Places like Vallejo and Oxnard-Thousand Oaks-Ventura, yep, a mouthful – but also, a whopping one out of three young bucks are still bunking under ma and pa’s roof. El Centro too, getting all snug up there with 32%. The big cosmic joke? All these spots are a stone’s throw from places where you think everyone’s rolling in dough – Bay Area, Los Angeles – take your pick.
Across the whole ‘murica, only about 18% of these young adults are living with the folks.
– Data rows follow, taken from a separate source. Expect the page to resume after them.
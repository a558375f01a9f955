use crate::domain::Domain;
use crate::history::{History, Observation, Warning};
use crate::param::Pars;
use crate::types::Phase;

use super::BayesOpt;

/// Result accessors. All of them are cheap views into the run's state and
/// can be called at any point, including between [`run_more`] calls.
///
/// [`run_more`]: BayesOpt::run_more
impl BayesOpt {
    /// One row per completed evaluation, in submission order.
    #[must_use]
    pub fn score_summary(&self) -> &[Observation] {
        self.history.observations()
    }

    /// The underlying evaluation log, for its query methods.
    #[must_use]
    pub fn history(&self) -> &History {
        &self.history
    }

    /// The best parameters found so far, with their score.
    ///
    /// Ties resolve to the earliest observation. `None` before any
    /// evaluation completed.
    #[must_use]
    pub fn best_pars(&self) -> Option<(&Pars, f64)> {
        self.history.best().map(|o| (&o.pars, o.score))
    }

    /// The full best observation, including origin, aux values and the
    /// proposal-time utility.
    #[must_use]
    pub fn best_observation(&self) -> Option<&Observation> {
        self.history.best()
    }

    /// Every recoverable incident the run worked around so far.
    #[must_use]
    pub fn warnings(&self) -> &[Warning] {
        &self.warnings
    }

    /// The phase the run is currently in (or ended in).
    #[must_use]
    pub fn phase(&self) -> Phase {
        self.phase
    }

    /// Number of completed evaluations.
    #[must_use]
    pub fn n_observations(&self) -> usize {
        self.history.len()
    }

    /// The latest optimization pass number (0 while only the initial design
    /// has run).
    #[must_use]
    pub fn iteration(&self) -> usize {
        self.iteration
    }

    /// The domain this optimizer searches.
    #[must_use]
    pub fn domain(&self) -> &Domain {
        &self.domain
    }
}

#[cfg(test)]
mod tests {
    use crate::error::Error;
    use crate::history::Origin;
    use crate::optimizer::BayesOpt;
    use crate::param::Pars;
    use crate::types::Phase;

    #[test]
    fn accessors_are_empty_before_the_first_run() {
        let domain = crate::domain::Domain::builder()
            .continuous("x", 0.0, 1.0)
            .build()
            .unwrap();
        let opt = BayesOpt::builder(domain).build().unwrap();

        assert_eq!(opt.phase(), Phase::Init);
        assert_eq!(opt.n_observations(), 0);
        assert!(opt.score_summary().is_empty());
        assert!(opt.best_pars().is_none());
        assert!(opt.best_observation().is_none());
        assert!(opt.warnings().is_empty());
        assert_eq!(opt.iteration(), 0);
        assert_eq!(opt.domain().len(), 1);
    }

    #[test]
    #[allow(clippy::float_cmp)]
    fn summary_rows_carry_origin_and_utility() {
        let domain = crate::domain::Domain::builder()
            .continuous("x", 0.0, 1.0)
            .build()
            .unwrap();
        let mut opt = BayesOpt::builder(domain)
            .init_points(3)
            .iterations(2)
            .seed(29)
            .build()
            .unwrap();
        opt.run(|pars: &Pars| Ok::<_, Error>(pars["x"].as_f64()))
            .unwrap();

        let rows = opt.score_summary();
        assert_eq!(rows.len(), 5);
        assert!(
            rows.iter()
                .filter(|o| o.origin == Origin::InitialDesign)
                .all(|o| o.iteration == 0 && o.utility.is_none())
        );
        assert!(
            rows.iter()
                .filter(|o| o.origin == Origin::Proposed)
                .all(|o| o.iteration > 0)
        );

        let (best, score) = opt.best_pars().unwrap();
        assert!(rows.iter().any(|o| o.score == score && &o.pars == best));
        assert_eq!(opt.best_observation().unwrap().score, score);
    }
}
Meanwhile, some places laugh at that, like Odessa, Texas, and Lincoln, Nebraska, wagging a tiny 3% at the stats. Just 3%, like some cosmic anomaly in the universe of extended adolescence.
Now, the big brainy types at Pew Research and Federal Reserve figured out that staying at home saves about $13 grand a year, $6,400 of that is from skipping rent and utilities. But let’s be real, who’s doing the equations here when you’re living paycheck to paycheck, amirite?
Nationwide – half of these parents are still funding their adult kids. Whether it’s a lifeline or a hammock is up for debate. Either way, the average spend is about $1,474 a month. That’s like a brand-new laptop every month, but instead, you get the joy of staring at your old bedroom wallpaper from 2009.
The kicker here? Demographics. More young adults in these high-stay-at-home metros are from minority backgrounds – Hispanic, Black, Asian. For many, a college degree isn’t just a sheet of paper to hang; it’s a luxury. Meanwhile, a lot of these white young adults are marching off to collect their bigger paychecks. The racial earnings gap? Still very much alive and well, folks. Ridiculous, isn’t it?
Oh, but some of these places with low stay-at-home rates? College towns. Ithaca, where you’ve got an Ivy League lounging like it owns the city, and Bloomington with Indiana University doing its thing. Smart kids come in, graduate, then poof – off to live their seemingly independent lives or get buried in student debt elsewhere.
Years ago, right after the Great Recession socked everyone in the gut, a lot more young adults moved back home. I mean, duh, money dried up and jobs ran out the backdoor. But the thing is, even now, student loans climb like they’re trying to touch the sun.
Life, man. It’s a wobbly roller-coaster without seatbelts, and sometimes, the safest place is in the house you grew up in. Until it’s not.